//! Buzzer controller.
//!
//! Holds the user's current tone and delay selection and turns a trigger
//! into a scheduler request. An accepted request also starts a progress
//! sequence spanning the same delay; the two are tied together only by
//! that value.

use super::keys::{KeyAction, TriggerKey};
use crate::alarm::{
    AfterBlowDelay, AlarmConfig, AlarmError, ProgressSequence, ProgressSimulator, RequestOutcome,
    ToneScheduler,
};
use crate::audio::ToneId;

/// Button caption while a cycle is in flight.
pub const BUSY_LABEL: &str = "Playing…";
/// Button caption while idle.
pub const READY_LABEL: &str = "Play Sound";

/// Result of a trigger.
#[derive(Debug)]
pub struct Fired {
    pub outcome: RequestOutcome,
    /// Countdown for the delay, present only when the request was accepted
    pub progress: Option<ProgressSequence>,
}

/// What a key press led to.
#[derive(Debug)]
pub enum Handled {
    Fired(Fired),
    ToneSelected(ToneId),
    DelaySelected(AfterBlowDelay),
    ShowHelp,
    Quit,
}

/// Front-end facing controller for one buzzer.
pub struct Buzzer {
    scheduler: ToneScheduler,
    progress: ProgressSimulator,
    tone: ToneId,
    delay: AfterBlowDelay,
}

impl Buzzer {
    /// Create a controller with the configured default selection.
    pub fn new(scheduler: ToneScheduler, progress: ProgressSimulator, config: &AlarmConfig) -> Self {
        Self {
            scheduler,
            progress,
            tone: config.default_tone,
            delay: config.default_delay,
        }
    }

    pub fn tone(&self) -> ToneId {
        self.tone
    }

    pub fn delay(&self) -> AfterBlowDelay {
        self.delay
    }

    pub fn set_tone(&mut self, tone: ToneId) {
        tracing::info!("Tone selected: {}", tone.display_name());
        self.tone = tone;
    }

    pub fn set_delay(&mut self, delay: AfterBlowDelay) {
        tracing::info!("After-blow delay selected: {}", delay);
        self.delay = delay;
    }

    pub fn scheduler(&self) -> &ToneScheduler {
        &self.scheduler
    }

    /// Whether a cycle is in flight.
    pub fn is_busy(&self) -> bool {
        self.scheduler.is_busy()
    }

    /// Caption for a trigger button.
    pub fn button_label(&self) -> &'static str {
        if self.is_busy() {
            BUSY_LABEL
        } else {
            READY_LABEL
        }
    }

    /// Fire the buzzer with the current selection.
    pub async fn trigger(&self, key: TriggerKey) -> Result<Fired, AlarmError> {
        tracing::debug!("Trigger from {}", key);

        let outcome = self.scheduler.request(self.tone, self.delay).await?;

        let progress = match outcome {
            RequestOutcome::Accepted => Some(self.progress.start(self.delay.as_millis())),
            RequestOutcome::Dropped => None,
        };

        Ok(Fired { outcome, progress })
    }

    /// Apply a key action.
    pub async fn handle(&mut self, action: KeyAction) -> Result<Handled, AlarmError> {
        match action {
            KeyAction::Trigger(key) => Ok(Handled::Fired(self.trigger(key).await?)),
            KeyAction::SelectTone(tone) => {
                self.set_tone(tone);
                Ok(Handled::ToneSelected(tone))
            }
            KeyAction::SelectDelay(delay) => {
                self.set_delay(delay);
                Ok(Handled::DelaySelected(delay))
            }
            KeyAction::NextDelay => {
                self.set_delay(self.delay.next());
                Ok(Handled::DelaySelected(self.delay))
            }
            KeyAction::PreviousDelay => {
                self.set_delay(self.delay.previous());
                Ok(Handled::DelaySelected(self.delay))
            }
            KeyAction::ShowHelp => Ok(Handled::ShowHelp),
            KeyAction::Quit => Ok(Handled::Quit),
        }
    }
}
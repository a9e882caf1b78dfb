//! Audio Output Module
//!
//! Provides the tone catalog, output route selection and tone playback.

pub mod engine;
pub mod route;
pub mod tones;

use serde::{Deserialize, Serialize};
use thiserror::Error;

// Re-export main types
pub use engine::{AudioOutput, DefaultAudioOutput};
pub use route::{ConnectivityError, ConnectivityProbe, NoAccessory, OutputRoute, RouteSelector};
pub use tones::{AcousticProfile, ToneCatalog, ToneId, ToneSegment, Waveform};

/// Errors that can occur during audio operations
#[derive(Debug, Error)]
pub enum AudioError {
    #[error("Audio device not available: {0}")]
    DeviceNotAvailable(String),

    #[error("Playback failed: {0}")]
    PlaybackFailed(String),
}

/// Audio configuration
#[derive(Debug, Clone, Serialize, Deserialize)]
#[serde(default)]
pub struct AudioConfig {
    /// Master enable for tone output
    pub enabled: bool,
    /// Master volume (0-100)
    pub volume: u8,
    /// Output device name fragment for the alarm route (None = host default)
    pub primary_device: Option<String>,
    /// Output device name fragment for the accessory route (None = host default)
    pub alternate_device: Option<String>,
}

impl Default for AudioConfig {
    fn default() -> Self {
        Self {
            enabled: true,
            volume: 100,
            primary_device: None,
            alternate_device: None,
        }
    }
}
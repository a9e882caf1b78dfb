//! Input handling module.
//!
//! Trigger keys and the buzzer controller that turns them into tone
//! requests.

pub mod buzzer;
pub mod keys;

pub use buzzer::{Buzzer, Fired, Handled, BUSY_LABEL, READY_LABEL};
pub use keys::{KeyAction, KeyHandler, TriggerKey};
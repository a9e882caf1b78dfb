//! Key handling for the buzzer.
//!
//! Maps raw key names (terminal keys or hardware key codes) to buzzer
//! actions. Any trigger key fires the same request; the others change the
//! current selection.

use crate::alarm::AfterBlowDelay;
use crate::audio::ToneId;
use std::collections::HashMap;
use std::fmt;

/// Physical or on-screen input that fires the buzzer.
#[derive(Debug, Clone, Copy, PartialEq, Eq, Hash)]
pub enum TriggerKey {
    /// On-screen button
    Button,
    Enter,
    Space,
    /// Hardware volume-up key
    VolumeUp,
    /// Hardware camera key
    Camera,
}

impl TriggerKey {
    pub const ALL: [TriggerKey; 5] = [
        TriggerKey::Button,
        TriggerKey::Enter,
        TriggerKey::Space,
        TriggerKey::VolumeUp,
        TriggerKey::Camera,
    ];

    /// Canonical key name.
    pub fn key_name(&self) -> &'static str {
        match self {
            TriggerKey::Button => "button",
            TriggerKey::Enter => "enter",
            TriggerKey::Space => "space",
            TriggerKey::VolumeUp => "volume_up",
            TriggerKey::Camera => "camera",
        }
    }

    /// Parse a raw key name. Accepts canonical names and platform key codes
    /// such as `KEYCODE_VOLUME_UP`.
    pub fn from_key_name(name: &str) -> Option<Self> {
        let name = name.trim().to_ascii_lowercase();
        let name = name.strip_prefix("keycode_").unwrap_or(&name);

        match name {
            "button" | "b" => Some(TriggerKey::Button),
            "enter" | "return" => Some(TriggerKey::Enter),
            "space" | " " => Some(TriggerKey::Space),
            "volume_up" | "volumeup" | "volup" => Some(TriggerKey::VolumeUp),
            "camera" => Some(TriggerKey::Camera),
            _ => None,
        }
    }
}

impl fmt::Display for TriggerKey {
    fn fmt(&self, f: &mut fmt::Formatter<'_>) -> fmt::Result {
        f.write_str(self.key_name())
    }
}

/// Actions a key can perform.
#[derive(Debug, Clone, Copy, PartialEq, Eq, Hash)]
pub enum KeyAction {
    Trigger(TriggerKey),
    SelectTone(ToneId),
    SelectDelay(AfterBlowDelay),
    NextDelay,
    PreviousDelay,
    ShowHelp,
    Quit,
}

impl KeyAction {
    /// Get the description for this action.
    pub fn description(&self) -> String {
        match self {
            KeyAction::Trigger(key) => format!("Sound the buzzer ({})", key),
            KeyAction::SelectTone(tone) => format!("Select {}", tone.display_name()),
            KeyAction::SelectDelay(delay) => format!("Set after-blow delay to {}", delay),
            KeyAction::NextDelay => "Lengthen after-blow delay".to_string(),
            KeyAction::PreviousDelay => "Shorten after-blow delay".to_string(),
            KeyAction::ShowHelp => "Show key bindings".to_string(),
            KeyAction::Quit => "Quit".to_string(),
        }
    }
}

/// Key input handler.
pub struct KeyHandler {
    /// Registered bindings (lowercase key name -> action)
    bindings: HashMap<String, KeyAction>,
    /// Whether key input is accepted
    enabled: bool,
}

impl Default for KeyHandler {
    fn default() -> Self {
        Self::new()
    }
}

impl KeyHandler {
    /// Create a handler with the default bindings.
    pub fn new() -> Self {
        let mut handler = Self {
            bindings: HashMap::new(),
            enabled: true,
        };
        handler.register_defaults();
        handler
    }

    fn register_defaults(&mut self) {
        for key in TriggerKey::ALL {
            self.bind(key.key_name(), KeyAction::Trigger(key));
        }
        self.bind("", KeyAction::Trigger(TriggerKey::Enter));
        self.bind("b", KeyAction::Trigger(TriggerKey::Button));

        for tone in ToneId::ALL {
            self.bind(&format!("t{}", tone.index() + 1), KeyAction::SelectTone(tone));
        }

        self.bind("+", KeyAction::NextDelay);
        self.bind("-", KeyAction::PreviousDelay);
        self.bind("?", KeyAction::ShowHelp);
        self.bind("h", KeyAction::ShowHelp);
        self.bind("q", KeyAction::Quit);
        self.bind("quit", KeyAction::Quit);
    }

    /// Bind a key name to an action, replacing any previous binding.
    pub fn bind(&mut self, key: &str, action: KeyAction) {
        self.bindings.insert(key.trim().to_ascii_lowercase(), action);
    }

    pub fn set_enabled(&mut self, enabled: bool) {
        self.enabled = enabled;
    }

    pub fn is_enabled(&self) -> bool {
        self.enabled
    }

    /// Resolve one line of input to an action.
    ///
    /// Besides bound names, `d<delay>` selects a delay (`d0.3`, `dnone`)
    /// and platform key codes for the trigger keys are recognised.
    pub fn handle(&self, input: &str) -> Option<KeyAction> {
        if !self.enabled {
            return None;
        }

        let key = input.trim().to_ascii_lowercase();

        if let Some(action) = self.bindings.get(&key) {
            return Some(*action);
        }

        if let Some(delay) = key.strip_prefix('d') {
            if let Ok(delay) = delay.parse::<AfterBlowDelay>() {
                return Some(KeyAction::SelectDelay(delay));
            }
        }

        TriggerKey::from_key_name(&key).map(KeyAction::Trigger)
    }

    /// Bindings as (key, action) pairs, sorted by key.
    pub fn bindings(&self) -> Vec<(String, KeyAction)> {
        let mut bindings: Vec<_> = self
            .bindings
            .iter()
            .map(|(key, action)| (key.clone(), *action))
            .collect();
        bindings.sort_by(|a, b| a.0.cmp(&b.0));
        bindings
    }
}
//! Audio Engine
//!
//! Tone playback on the selected output route using rodio.

use super::route::OutputRoute;
use super::tones::{AcousticProfile, ToneSegment};
use super::{AudioConfig, AudioError};
use rodio::cpal::traits::{DeviceTrait, HostTrait};
use rodio::source::{SineWave, Source, Zero};
use rodio::{OutputStream, Sink};
use std::time::Duration;

/// Sample rate used for generated silence.
const SILENCE_SAMPLE_RATE: u32 = 48_000;

/// Trait for the hardware audio primitive.
///
/// Emission is fire-and-forget: implementations start the tone and return
/// without waiting for it to finish sounding.
pub trait AudioOutput: Send + Sync {
    /// Start playing `profile` on `route`
    fn emit_tone(&self, profile: AcousticProfile, route: OutputRoute) -> Result<(), AudioError>;
}

/// Default audio output backed by the system audio host.
pub struct DefaultAudioOutput {
    config: AudioConfig,
}

impl DefaultAudioOutput {
    /// Create a new audio output with the given configuration
    pub fn new(config: AudioConfig) -> Self {
        Self { config }
    }

    /// Device name fragment configured for a route, if any.
    pub fn device_hint(&self, route: OutputRoute) -> Option<&str> {
        match route {
            OutputRoute::AlternateOutput => self.config.alternate_device.as_deref(),
            OutputRoute::PrimaryAlarmOutput => self.config.primary_device.as_deref(),
        }
    }

    /// Find the output device for a route.
    ///
    /// A configured name fragment that matches no device falls back to the
    /// host default.
    fn find_device(&self, route: OutputRoute) -> Result<rodio::Device, AudioError> {
        let host = rodio::cpal::default_host();

        if let Some(hint) = self.device_hint(route) {
            let hint = hint.to_lowercase();
            let devices = host
                .output_devices()
                .map_err(|e| AudioError::DeviceNotAvailable(e.to_string()))?;

            for device in devices {
                let name = device.name().unwrap_or_default();
                if name.to_lowercase().contains(&hint) {
                    tracing::debug!("Using output device '{}' for {}", name, route);
                    return Ok(device);
                }
            }

            tracing::warn!("No output device matches '{}', using default", hint);
        }

        host.default_output_device()
            .ok_or_else(|| AudioError::DeviceNotAvailable("no default output device".to_string()))
    }

    fn amplitude(&self) -> f32 {
        f32::from(self.config.volume.min(100)) / 100.0
    }
}

impl AudioOutput for DefaultAudioOutput {
    fn emit_tone(&self, profile: AcousticProfile, route: OutputRoute) -> Result<(), AudioError> {
        if !self.config.enabled {
            tracing::debug!("Audio disabled, skipping {:?}", profile.waveform);
            return Ok(());
        }

        let device = self.find_device(route)?;
        let segments = profile.waveform.render(profile.duration_ms);
        let volume = self.amplitude();

        // The output stream is not Send, so it is opened on the playback thread
        std::thread::Builder::new()
            .name("tone-playback".to_string())
            .spawn(move || {
                if let Err(e) = play_segments(&device, &segments, volume) {
                    tracing::warn!("Tone playback failed: {}", e);
                }
            })
            .map_err(|e| AudioError::PlaybackFailed(e.to_string()))?;

        Ok(())
    }
}

fn play_segments(
    device: &rodio::Device,
    segments: &[ToneSegment],
    volume: f32,
) -> Result<(), AudioError> {
    let (_stream, stream_handle) = OutputStream::try_from_device(device)
        .map_err(|e| AudioError::DeviceNotAvailable(e.to_string()))?;

    let sink =
        Sink::try_new(&stream_handle).map_err(|e| AudioError::PlaybackFailed(e.to_string()))?;

    for segment in segments {
        let duration = Duration::from_millis(segment.duration_ms);
        if segment.is_pause() {
            sink.append(Zero::<f32>::new(1, SILENCE_SAMPLE_RATE).take_duration(duration));
        } else {
            sink.append(
                SineWave::new(segment.frequency_hz)
                    .take_duration(duration)
                    .amplify(volume),
            );
        }
    }

    sink.sleep_until_end();
    Ok(())
}
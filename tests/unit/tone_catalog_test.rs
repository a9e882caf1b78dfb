//! Unit tests for the tone catalog.

use tournament_buzzer::audio::{ToneCatalog, ToneId, Waveform};

/// Every tone resolves to its own waveform.
#[test]
fn test_each_tone_has_distinct_waveform() {
    let catalog = ToneCatalog::standard();
    let waveforms: Vec<Waveform> = ToneId::ALL
        .iter()
        .map(|tone| catalog.resolve(*tone).waveform)
        .collect();

    for (i, a) in waveforms.iter().enumerate() {
        for b in &waveforms[i + 1..] {
            assert_ne!(a, b);
        }
    }
}

/// Durations match the alert tones they are modeled on.
#[test]
fn test_standard_durations() {
    let catalog = ToneCatalog::standard();
    let durations: Vec<u64> = ToneId::ALL
        .iter()
        .map(|tone| catalog.resolve(*tone).duration_ms)
        .collect();
    assert_eq!(durations, vec![800, 800, 1500, 2500]);
    assert_eq!(catalog.longest().as_millis(), 2500);
}

/// Rendered segments cover the profile duration exactly.
#[test]
fn test_render_fills_profile_duration() {
    let catalog = ToneCatalog::standard();
    for tone in ToneId::ALL {
        let profile = catalog.resolve(tone);
        let total: u64 = profile
            .waveform
            .render(profile.duration_ms)
            .iter()
            .map(|s| s.duration_ms)
            .sum();
        assert_eq!(total, profile.duration_ms, "{tone}");
    }
}

#[test]
fn test_tone_names_parse() {
    assert_eq!("first".parse::<ToneId>().unwrap(), ToneId::First);
    assert_eq!("Fourth".parse::<ToneId>().unwrap(), ToneId::Fourth);
    assert_eq!("2".parse::<ToneId>().unwrap(), ToneId::Second);
    assert!("fifth".parse::<ToneId>().is_err());
}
□ □ □ □ □ □ □
• **Your task**: When a line contains the string "warn", copy it from the records.

• **Response to this task**:
            tracing::warn!("No output device matches '{}', using default", hint);
                    tracing::warn!("Tone playback failed: {}", e);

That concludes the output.